Collecting Evidence in Sequence
In the digital realm, an investigator must be careful lest her work run afoul of the myriad rules and laws that restrain her. She must be mindful of ethics, and laws on privacy, contract,
property and trespass (e.g., a web site owner might post terms that forbid her from entering the site).
In e-discovery if her demands for records from another party are too onerous, the demand may be quashed. (See for example Mirbeau of Geneva Lake, LLC v. City of Lake Geneva.)
So what is a prudent, responsible investigator to do?
Rational Behavior is Preferred
The investigator can often strengthen her probes and requests by ensuring that she systematically develops and collects evidence in a sequential order, and that each step she takes is rationally based on evidence she already possesses. For instance, before an HR investigator peeks into an employee’s email records, the investigator is wise to document (1) that she has reason to suspect the employee’s records will contain something the investigator needs to see (such as harassing emails), and (2) the evidentiary basis for that suspicion.
Good records by the investigator will show that she gathered preliminary evidence and deliberated logically before she barged into another person’s records or property.
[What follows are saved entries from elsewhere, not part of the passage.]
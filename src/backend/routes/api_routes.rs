/**
 * API Routes
 *
 * Every route here takes a bearer token except register and login.
 *
 * ## Authentication
 * - `POST /api/auth/register` - Create an account
 * - `POST /api/auth/login` - Exchange credentials for a token
 * - `GET /api/auth/me` - The caller's account
 *
 * ## Groups
 * - `POST /api/groups`, `GET /api/groups`
 * - `POST /api/groups/join`
 * - `POST /api/groups/{code}/leave`, `DELETE /api/groups/{code}`
 * - `GET /api/groups/{code}/members`
 * - `GET|POST /api/groups/{code}/announcements`, `DELETE /api/announcements/{id}`
 *
 * ## Documents and resources
 * - `GET|POST /api/groups/{code}/documents`
 * - `GET /api/groups/{code}/resources`
 * - `GET /api/groups/{code}/usage`
 * - `POST /api/files/upload`
 */

use axum::{
    extract::DefaultBodyLimit,
    routing::{delete, get, post},
    Router,
};

use crate::backend::auth::{get_me, login, register};
use crate::backend::collab::handlers::{create_document, list_documents};
use crate::backend::groups::handlers::{
    create_group, delete_announcement, delete_group, join_group, leave_group, list_announcements, list_groups,
    list_members, post_announcement,
};
use crate::backend::resources::handlers::{group_usage, list_resources, upload_file, UPLOAD_OVERHEAD_BYTES};
use crate::backend::server::state::AppState;

pub fn configure_api_routes(router: Router<AppState>, max_upload_bytes: u64) -> Router<AppState> {
    let upload_body_limit = usize::try_from(max_upload_bytes)
        .unwrap_or(usize::MAX)
        .saturating_add(UPLOAD_OVERHEAD_BYTES);

    router
        // Authentication
        .route("/api/auth/register", post(register))
        .route("/api/auth/login", post(login))
        .route("/api/auth/me", get(get_me))
        // Groups and membership
        .route("/api/groups", post(create_group).get(list_groups))
        .route("/api/groups/join", post(join_group))
        .route("/api/groups/{code}", delete(delete_group))
        .route("/api/groups/{code}/leave", post(leave_group))
        .route("/api/groups/{code}/members", get(list_members))
        .route(
            "/api/groups/{code}/announcements",
            get(list_announcements).post(post_announcement),
        )
        .route("/api/announcements/{id}", delete(delete_announcement))
        // Documents and resources
        .route(
            "/api/groups/{code}/documents",
            get(list_documents).post(create_document),
        )
        .route("/api/groups/{code}/resources", get(list_resources))
        .route("/api/groups/{code}/usage", get(group_usage))
        .route(
            "/api/files/upload",
            post(upload_file).layer(DefaultBodyLimit::max(upload_body_limit)),
        )
}
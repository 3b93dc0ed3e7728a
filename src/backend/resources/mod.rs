//! Resource Module
//!
//! A group's files and documents as one listing, plus uploads, usage and
//! signed downloads.
//!
//! - **`aggregator`** - `ResourceAggregator` service
//! - **`handlers`** - HTTP handlers

pub mod aggregator;

pub mod handlers;

pub use aggregator::{ResourceAggregator, ResourceLimits};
Canadian Privacy Case Demonstrates the Principle
By way of example, see the decision by the Office of the Privacy Commissioner of Canada (PIPEDA Case Summary #2009-019) involving an investigation by an employer into whether an employee had violated his employment contract. Somewhat like the laws of some European countries, privacy law in Canada (PIPEDA) generally restrains an employer from reading employee email stored on the employer’s computers.
However, in this case the Privacy Commissioner observed that PIPEDA provides that "an organization may collect personal information without the knowledge or consent of the individual only if it is reasonable to expect that the collection with the knowledge or consent of the individual would compromise the availability or the accuracy of the information and the collection is reasonable for purposes related to investigating a breach of an agreement or a contravention of the laws of Canada or a province." The facts in this case showed that the employer conducted – and documented – a predicate investigation before it gazed into the employee’s emails. The Commissioner found that before accessing the emails, the employer possessed evidence showing that this employee was violating his employment agreement and that information about this violation would likely appear in the employee’s email records. Accordingly, the Commissioner concluded that the employer was justified when it decided to open the employee’s email records and the employer acted in compliance with PIPEDA.
Principle Applies to Many Kinds of Investigations
Just as an evidence-based style of investigation will help support an internal HR investigation, it will also help support e-discovery in litigation. Normally when a requesting litigant demands computer records, a court is reluctant to force the responding litigant to search through them because searching is expensive and disruptive. However, the court is more likely to require the search if the requester has a logical, evidence-based reason to believe that the cost of the search will be proportionate to the case at hand will likely reveal relevant information.
This principle of e-discovery places a burden on the requesting litigant. The litigant needs to possess and understand predicate evidence before it asks for more evidence.
Attorney Wright trains cyber-investigators at the SANS Institute.